*Problem to work on*. In the material below, find the line containing "for (y, row)" and the line containing "for (i, segment)", then reproduce exactly both of them and every line between, and nothing else.
——
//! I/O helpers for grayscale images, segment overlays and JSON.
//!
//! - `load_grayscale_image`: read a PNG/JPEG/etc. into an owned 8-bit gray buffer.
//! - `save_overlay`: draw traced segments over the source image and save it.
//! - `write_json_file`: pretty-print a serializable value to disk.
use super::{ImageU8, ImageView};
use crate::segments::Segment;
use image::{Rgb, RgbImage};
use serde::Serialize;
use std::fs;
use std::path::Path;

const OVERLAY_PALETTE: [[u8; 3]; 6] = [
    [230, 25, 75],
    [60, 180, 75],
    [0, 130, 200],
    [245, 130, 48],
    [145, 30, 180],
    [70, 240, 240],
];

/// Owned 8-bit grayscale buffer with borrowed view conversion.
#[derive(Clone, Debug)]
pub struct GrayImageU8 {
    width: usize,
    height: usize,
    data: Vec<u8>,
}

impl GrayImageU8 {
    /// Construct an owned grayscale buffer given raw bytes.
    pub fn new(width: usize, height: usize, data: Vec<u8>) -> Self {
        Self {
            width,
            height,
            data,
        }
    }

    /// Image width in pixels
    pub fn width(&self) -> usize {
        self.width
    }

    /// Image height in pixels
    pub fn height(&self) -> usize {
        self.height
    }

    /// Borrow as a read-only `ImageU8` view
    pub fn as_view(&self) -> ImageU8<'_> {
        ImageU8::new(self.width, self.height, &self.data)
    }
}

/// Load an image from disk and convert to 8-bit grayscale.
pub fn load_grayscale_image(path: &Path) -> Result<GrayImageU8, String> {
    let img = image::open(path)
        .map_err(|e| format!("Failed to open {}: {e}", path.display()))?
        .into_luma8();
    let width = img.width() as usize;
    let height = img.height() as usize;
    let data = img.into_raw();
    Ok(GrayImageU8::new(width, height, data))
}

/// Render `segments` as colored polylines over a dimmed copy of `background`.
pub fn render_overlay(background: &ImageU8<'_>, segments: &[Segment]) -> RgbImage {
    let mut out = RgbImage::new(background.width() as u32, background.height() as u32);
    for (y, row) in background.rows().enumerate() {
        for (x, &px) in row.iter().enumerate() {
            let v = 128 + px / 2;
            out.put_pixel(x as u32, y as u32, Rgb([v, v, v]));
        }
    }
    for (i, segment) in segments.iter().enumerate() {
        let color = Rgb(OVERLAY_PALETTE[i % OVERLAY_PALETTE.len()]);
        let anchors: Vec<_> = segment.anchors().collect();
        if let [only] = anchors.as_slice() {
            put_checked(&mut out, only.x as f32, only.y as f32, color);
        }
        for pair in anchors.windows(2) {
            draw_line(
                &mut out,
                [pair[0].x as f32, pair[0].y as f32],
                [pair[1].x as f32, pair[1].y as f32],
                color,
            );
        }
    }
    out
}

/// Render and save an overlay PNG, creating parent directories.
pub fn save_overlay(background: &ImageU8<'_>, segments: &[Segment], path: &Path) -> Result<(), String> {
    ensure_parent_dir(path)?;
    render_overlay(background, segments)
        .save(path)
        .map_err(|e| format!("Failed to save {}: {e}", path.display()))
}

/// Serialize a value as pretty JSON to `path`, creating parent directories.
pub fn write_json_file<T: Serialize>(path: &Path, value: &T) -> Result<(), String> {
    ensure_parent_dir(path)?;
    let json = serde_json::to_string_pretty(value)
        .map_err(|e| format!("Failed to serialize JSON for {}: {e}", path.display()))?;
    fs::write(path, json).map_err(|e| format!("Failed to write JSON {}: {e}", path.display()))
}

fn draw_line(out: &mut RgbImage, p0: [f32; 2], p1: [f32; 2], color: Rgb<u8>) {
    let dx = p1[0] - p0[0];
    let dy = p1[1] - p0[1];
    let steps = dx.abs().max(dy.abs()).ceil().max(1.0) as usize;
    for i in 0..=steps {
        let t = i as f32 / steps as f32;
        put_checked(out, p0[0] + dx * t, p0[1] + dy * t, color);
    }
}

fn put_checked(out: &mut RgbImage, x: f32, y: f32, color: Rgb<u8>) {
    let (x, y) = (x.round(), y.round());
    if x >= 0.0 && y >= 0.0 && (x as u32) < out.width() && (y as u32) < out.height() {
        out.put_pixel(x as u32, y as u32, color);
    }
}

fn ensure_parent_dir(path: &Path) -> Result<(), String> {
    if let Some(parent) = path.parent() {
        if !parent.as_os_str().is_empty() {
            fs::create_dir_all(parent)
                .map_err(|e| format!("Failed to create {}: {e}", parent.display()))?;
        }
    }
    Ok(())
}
——
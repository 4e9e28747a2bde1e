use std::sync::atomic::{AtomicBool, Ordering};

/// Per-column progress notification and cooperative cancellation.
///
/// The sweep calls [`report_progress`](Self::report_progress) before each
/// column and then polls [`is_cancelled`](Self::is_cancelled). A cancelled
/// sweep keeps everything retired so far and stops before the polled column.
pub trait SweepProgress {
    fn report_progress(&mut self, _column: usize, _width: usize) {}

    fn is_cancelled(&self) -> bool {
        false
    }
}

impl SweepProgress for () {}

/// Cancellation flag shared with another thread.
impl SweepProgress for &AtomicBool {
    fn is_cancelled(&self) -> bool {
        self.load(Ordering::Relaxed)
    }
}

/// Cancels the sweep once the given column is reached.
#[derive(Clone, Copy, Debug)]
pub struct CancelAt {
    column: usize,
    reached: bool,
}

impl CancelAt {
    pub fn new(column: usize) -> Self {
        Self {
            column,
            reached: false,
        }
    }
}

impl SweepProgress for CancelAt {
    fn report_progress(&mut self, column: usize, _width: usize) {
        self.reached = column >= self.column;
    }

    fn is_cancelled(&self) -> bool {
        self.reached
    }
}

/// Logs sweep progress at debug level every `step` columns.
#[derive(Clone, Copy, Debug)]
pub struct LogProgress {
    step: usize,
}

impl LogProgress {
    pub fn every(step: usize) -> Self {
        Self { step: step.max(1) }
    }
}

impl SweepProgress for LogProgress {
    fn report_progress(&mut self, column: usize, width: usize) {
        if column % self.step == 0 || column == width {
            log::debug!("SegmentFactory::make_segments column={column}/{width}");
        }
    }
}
——
*The answer*.
    for (y, row) in background.rows().enumerate() {
        for (x, &px) in row.iter().enumerate() {
            let v = 128 + px / 2;
            out.put_pixel(x as u32, y as u32, Rgb([v, v, v]));
        }
    }
    for (i, segment) in segments.iter().enumerate() {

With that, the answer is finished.